Among the 10,000 people who came to settle in New France, a small group of 585 individuals was given no choice in the matter. They were faux sauniers, salt smugglers, who were deported by the King between 1730 and 1744. Since the price of salt was very high in some regions of France and was also subject to a special tax, smuggling was rife. Those convicted of dealing in contraband salt were sentenced to various punishments, including deportation to Canada. This was the fate of Étienne Voyer, native of the bishopric of Angers in the province of Anjou, the son of Étienne Voyer and Renée Bélanger, born sometime between 1705 and 1714. In the summer of 1744, Étienne Voyer and other prisoners were placed aboard a ship, quite possibly the Caribou, at La Rochelle and dispatched to Canada. The conditions on the crossing were hard, and many of the prisoners were hospitalized in the Hôtel-Dieu hospital as soon as they arrived at Quebec City. One of the names that appears in the list of patients at the hospital is Étienne Voyer, hospitalized on July 11, 1744 for a stay of 20 days.
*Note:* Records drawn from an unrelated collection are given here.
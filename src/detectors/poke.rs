use async_trait::async_trait;

use super::{Detector, DetectorKind, Verdict};
use crate::onebot::{GroupMessage, Segment};
use crate::sanction::SanctionTier;

/// Zaczepki ("poke") w grupie są zakazane.
pub struct PokeDetector {
    warning: String,
}

impl PokeDetector {
    pub fn new(warning: impl Into<String>) -> Self {
        Self {
            warning: warning.into(),
        }
    }

    fn contains_poke(segments: &[Segment]) -> bool {
        segments.iter().any(|s| match s {
            Segment::Poke { .. } => true,
            // warianty typu "shake"/"poke_v2" itp. z różnych adapterów
            Segment::Other { kind, .. } => kind.to_ascii_lowercase().contains("poke"),
            _ => false,
        })
    }
}

#[async_trait]
impl Detector for PokeDetector {
    fn kind(&self) -> DetectorKind {
        DetectorKind::Poke
    }

    async fn check(&self, msg: &GroupMessage) -> anyhow::Result<Verdict> {
        if !Self::contains_poke(&msg.segments) {
            return Ok(Verdict::Pass);
        }
        Ok(Verdict::Intercept {
            tier: SanctionTier::Poke,
            warning: Some(self.warning.clone()),
        })
    }
}
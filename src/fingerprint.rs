// src/fingerprint.rs
//! Odcisk treści wiadomości: kanoniczna, niezależna od kolejności segmentów postać + SHA-256.

use std::collections::HashSet;
use std::fmt;

use serde::{Deserialize, Serialize};
use sha2::{Digest, Sha256};

use crate::onebot::{MediaRef, Segment};

const PREVIEW_MAX: usize = 80;
const PREVIEW_TEXT: usize = 30;
const PREVIEW_FORWARD_ID: usize = 20;

/// Token dla przekazanych wiadomości, których nie udało się pobrać.
const UNRESOLVED_FORWARD: &str = "forward:unresolved";

#[derive(Debug, Clone, Copy, PartialEq, Eq, Hash, Serialize, Deserialize)]
#[serde(rename_all = "lowercase")]
pub enum ContentKind {
    Text,
    Image,
    Video,
    Audio,
    File,
    Forward,
    Mixed,
    Unsupported,
}

impl ContentKind {
    pub fn as_str(self) -> &'static str {
        match self {
            ContentKind::Text => "text",
            ContentKind::Image => "image",
            ContentKind::Video => "video",
            ContentKind::Audio => "audio",
            ContentKind::File => "file",
            ContentKind::Forward => "forward",
            ContentKind::Mixed => "mixed",
            ContentKind::Unsupported => "unsupported",
        }
    }

    pub fn parse(raw: &str) -> Option<Self> {
        Some(match raw {
            "text" => ContentKind::Text,
            "image" => ContentKind::Image,
            "video" => ContentKind::Video,
            "audio" => ContentKind::Audio,
            "file" => ContentKind::File,
            "forward" => ContentKind::Forward,
            "mixed" => ContentKind::Mixed,
            "unsupported" => ContentKind::Unsupported,
            _ => return None,
        })
    }
}

impl fmt::Display for ContentKind {
    fn fmt(&self, f: &mut fmt::Formatter<'_>) -> fmt::Result {
        f.write_str(self.as_str())
    }
}

/// 256-bitowy skrót kanonicznej treści.
#[derive(Clone, Copy, PartialEq, Eq, Hash, PartialOrd, Ord)]
pub struct FingerprintHash(pub [u8; 32]);

impl FingerprintHash {
    pub fn of(canonical: &str) -> Self {
        Self(Sha256::digest(canonical.as_bytes()).into())
    }

    pub fn to_hex(&self) -> String {
        hex::encode(self.0)
    }

    pub fn from_hex(raw: &str) -> Option<Self> {
        let mut out = [0u8; 32];
        hex::decode_to_slice(raw, &mut out).ok()?;
        Some(Self(out))
    }
}

impl fmt::Display for FingerprintHash {
    fn fmt(&self, f: &mut fmt::Formatter<'_>) -> fmt::Result {
        f.write_str(&self.to_hex())
    }
}

impl fmt::Debug for FingerprintHash {
    fn fmt(&self, f: &mut fmt::Formatter<'_>) -> fmt::Result {
        write!(f, "FingerprintHash({}…)", &self.to_hex()[..12])
    }
}

#[derive(Debug, Clone, PartialEq, Eq)]
pub struct ContentFingerprint {
    pub hash: FingerprintHash,
    pub kind: ContentKind,
    pub preview: String,
}

/// Wynik liczenia odcisku. Forward wymaga jeszcze pobrania treści (resolver).
#[derive(Debug, Clone, PartialEq, Eq)]
pub enum Fingerprint {
    Ready(ContentFingerprint),
    PendingForward { forward_id: String, preview: String },
}

#[derive(Debug, Clone, Default)]
pub struct Fingerprinter {
    ignored: HashSet<String>,
}

impl Fingerprinter {
    /// `ignored` – tagi segmentów pomijanych zamiast traktowania ich jako "nieobsługiwane".
    pub fn new<I, S>(ignored: I) -> Self
    where
        I: IntoIterator<Item = S>,
        S: Into<String>,
    {
        Self {
            ignored: ignored
                .into_iter()
                .map(|s| s.into().to_ascii_lowercase())
                .collect(),
        }
    }

    /// `None` = nieobsługiwana treść (wołający nakłada sankcję "unknown", nigdy nie przepuszcza).
    pub fn fingerprint(&self, segments: &[Segment]) -> Option<Fingerprint> {
        let mut texts: Vec<&str> = Vec::new();
        let mut media_parts: Vec<String> = Vec::new();
        let mut media_kinds: Vec<ContentKind> = Vec::new();

        for seg in segments {
            if self.ignored.contains(seg.tag()) {
                continue;
            }
            match seg {
                Segment::Text { text } => {
                    let t = text.trim();
                    if !t.is_empty() {
                        texts.push(t);
                    }
                }
                Segment::Image(m) => push_media(ContentKind::Image, m, &mut media_parts, &mut media_kinds),
                Segment::Video(m) => push_media(ContentKind::Video, m, &mut media_parts, &mut media_kinds),
                Segment::Record(m) => push_media(ContentKind::Audio, m, &mut media_parts, &mut media_kinds),
                Segment::File(m) => push_media(ContentKind::File, m, &mut media_parts, &mut media_kinds),
                Segment::Forward { id, .. } => {
                    let id = id.trim();
                    if !id.is_empty() {
                        return Some(Fingerprint::PendingForward {
                            forward_id: id.to_string(),
                            preview: format!("forward:{}", truncate_chars(id, PREVIEW_FORWARD_ID)),
                        });
                    }
                    // forward bez id – widać go tylko w podglądzie
                    note_kind(ContentKind::Forward, &mut media_kinds);
                }
                _ => return None,
            }
        }

        let mut parts = Vec::with_capacity(media_parts.len() + 1);
        let joined_text = texts.join(" ");
        if !texts.is_empty() {
            parts.push(format!("text:{joined_text}"));
        }
        parts.extend(media_parts);
        if parts.is_empty() {
            return None;
        }
        parts.sort();
        let canonical = parts.join("|");

        let kind = match (texts.is_empty(), media_kinds.as_slice()) {
            (false, []) => ContentKind::Text,
            (true, [only]) => *only,
            _ => ContentKind::Mixed,
        };

        let mut preview_parts = Vec::new();
        if !texts.is_empty() {
            preview_parts.push(format!("text:{}", truncate_chars(&joined_text, PREVIEW_TEXT)));
        }
        if !media_kinds.is_empty() {
            preview_parts.push(
                media_kinds
                    .iter()
                    .map(|k| k.as_str())
                    .collect::<Vec<_>>()
                    .join("+"),
            );
        }

        Some(Fingerprint::Ready(ContentFingerprint {
            hash: FingerprintHash::of(&canonical),
            kind,
            preview: truncate_chars(&preview_parts.join("+"), PREVIEW_MAX),
        }))
    }
}

/// Odcisk przekazanej wiadomości po próbie pobrania: treść spłaszczona albo stały token.
pub fn forward_fingerprint(content: Option<&str>, preview: &str) -> ContentFingerprint {
    match content {
        Some(c) => ContentFingerprint {
            hash: FingerprintHash::of(&format!("forward-content:{c}")),
            kind: ContentKind::Forward,
            preview: truncate_chars(&format!("forward:{}", truncate_chars(c, PREVIEW_TEXT)), PREVIEW_MAX),
        },
        None => ContentFingerprint {
            hash: FingerprintHash::of(UNRESOLVED_FORWARD),
            kind: ContentKind::Forward,
            preview: truncate_chars(preview, PREVIEW_MAX),
        },
    }
}

fn push_media(kind: ContentKind, m: &MediaRef, parts: &mut Vec<String>, kinds: &mut Vec<ContentKind>) {
    note_kind(kind, kinds);
    if let Some(id) = m.identifier() {
        parts.push(format!("{}:{}", kind.as_str(), id));
    }
}

fn note_kind(kind: ContentKind, kinds: &mut Vec<ContentKind>) {
    if !kinds.contains(&kind) {
        kinds.push(kind);
    }
}

/// Przycięcie po znakach (nie bajtach).
pub(crate) fn truncate_chars(s: &str, max: usize) -> String {
    match s.char_indices().nth(max) {
        Some((idx, _)) => s[..idx].to_string(),
        None => s.to_string(),
    }
}

#[cfg(test)]
mod tests {
    use super::*;

    fn ready(fp: Option<Fingerprint>) -> ContentFingerprint {
        match fp {
            Some(Fingerprint::Ready(c)) => c,
            other => panic!("expected ready fingerprint, got {other:?}"),
        }
    }

    #[test]
    fn text_is_trimmed_and_joined() {
        let f = Fingerprinter::default();
        let a = ready(f.fingerprint(&[Segment::text("  hello "), Segment::text("world")]));
        let b = ready(f.fingerprint(&[Segment::text("hello world")]));
        assert_eq!(a.hash, b.hash);
        assert_eq!(a.kind, ContentKind::Text);
        assert_eq!(a.preview, "text:hello world");
    }

    #[test]
    fn media_and_text_order_does_not_matter() {
        let f = Fingerprinter::default();
        let img = Segment::Image(MediaRef::with_file("abc.jpg"));
        let a = ready(f.fingerprint(&[Segment::text("look"), img.clone()]));
        let b = ready(f.fingerprint(&[img, Segment::text("look")]));
        assert_eq!(a, b);
        assert_eq!(a.kind, ContentKind::Mixed);
    }

    #[test]
    fn kind_for_homogeneous_media() {
        let f = Fingerprinter::default();
        let fp = ready(f.fingerprint(&[
            Segment::Image(MediaRef::with_file("a")),
            Segment::Image(MediaRef::with_file("b")),
        ]));
        assert_eq!(fp.kind, ContentKind::Image);
        let fp = ready(f.fingerprint(&[
            Segment::Image(MediaRef::with_file("a")),
            Segment::Record(MediaRef::with_file("b")),
        ]));
        assert_eq!(fp.kind, ContentKind::Mixed);
        let fp = ready(f.fingerprint(&[Segment::Record(MediaRef::with_file("v.amr"))]));
        assert_eq!(fp.kind, ContentKind::Audio);
    }

    #[test]
    fn media_without_identifier_only_shows_in_preview() {
        let f = Fingerprinter::default();
        let with_blank = ready(f.fingerprint(&[Segment::text("x"), Segment::Video(MediaRef::default())]));
        let plain = ready(f.fingerprint(&[Segment::text("x")]));
        assert_eq!(with_blank.hash, plain.hash);
        assert_eq!(with_blank.preview, "text:x+video");
        // sam segment bez identyfikatora nie daje nic do haszowania
        assert!(f.fingerprint(&[Segment::Image(MediaRef::default())]).is_none());
    }

    #[test]
    fn unsupported_segment_poisons_whole_message() {
        let f = Fingerprinter::default();
        assert!(f.fingerprint(&[Segment::text("hi"), Segment::Face { id: "1".into() }]).is_none());
        assert!(f.fingerprint(&[]).is_none());
        // chyba że typ jest na liście ignorowanych
        let lenient = Fingerprinter::new(["face"]);
        assert!(lenient.fingerprint(&[Segment::text("hi"), Segment::Face { id: "1".into() }]).is_some());
    }

    #[test]
    fn forward_short_circuits() {
        let f = Fingerprinter::default();
        let fp = f.fingerprint(&[
            Segment::text("see this"),
            Segment::Forward { id: "7391".into(), content: None },
        ]);
        assert_eq!(
            fp,
            Some(Fingerprint::PendingForward {
                forward_id: "7391".into(),
                preview: "forward:7391".into()
            })
        );
    }

    #[test]
    fn unresolved_forwards_share_one_token() {
        let a = forward_fingerprint(None, "forward:1");
        let b = forward_fingerprint(None, "forward:2");
        assert_eq!(a.hash, b.hash);
        let c = forward_fingerprint(Some("a|b"), "forward:3");
        assert_ne!(a.hash, c.hash);
        assert_eq!(c.kind, ContentKind::Forward);
    }

    #[test]
    fn hex_roundtrip_and_truncate() {
        let h = FingerprintHash::of("x");
        assert_eq!(FingerprintHash::from_hex(&h.to_hex()), Some(h));
        assert_eq!(FingerprintHash::from_hex("zz"), None);
        assert_eq!(truncate_chars("zażółć", 3), "zaż");
    }
}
Many of these involuntary immigrants settled in rural areas, worked for established habitants and received land grants, finally marrying and starting families themselves. As the population of New France grew, new land opened up for colonization. On September 23, 1736, the Marquis de Beauharnois, Governor of New France, granted a seigniory extending three leagues on either side of the Chaudière River to Thomas-Louis Taschereau. The first reference to the region of Nouvelle-Beauce was in February 28, 1746, when Taschereau donated a piece of land to the parish so that a church could be built; one of the neighbours mentioned is none other than Voyer. He would farm this property measuring three arpents (an arpent is roughly an acre) wide by 40 arpents deep all his life. He granted part of it to the parish in 1780, and that is where the church stands today. In the census of 1762, Étienne Voyer was farming nine arpents and owned a few animals: a bull, two cows, two calves, three sheep, a horse and a pig. When Thomas-Louis Taschereau died, his widow, Marie-Claire Fleury de la Gorgendière, settled the estate and regularized her tenants' titles to ownership. As it happened, Étienne Voyer had received only an oral promise of land, and he had to wait until January 26, 1764 before receiving title to the land he had owned for close to 20 years.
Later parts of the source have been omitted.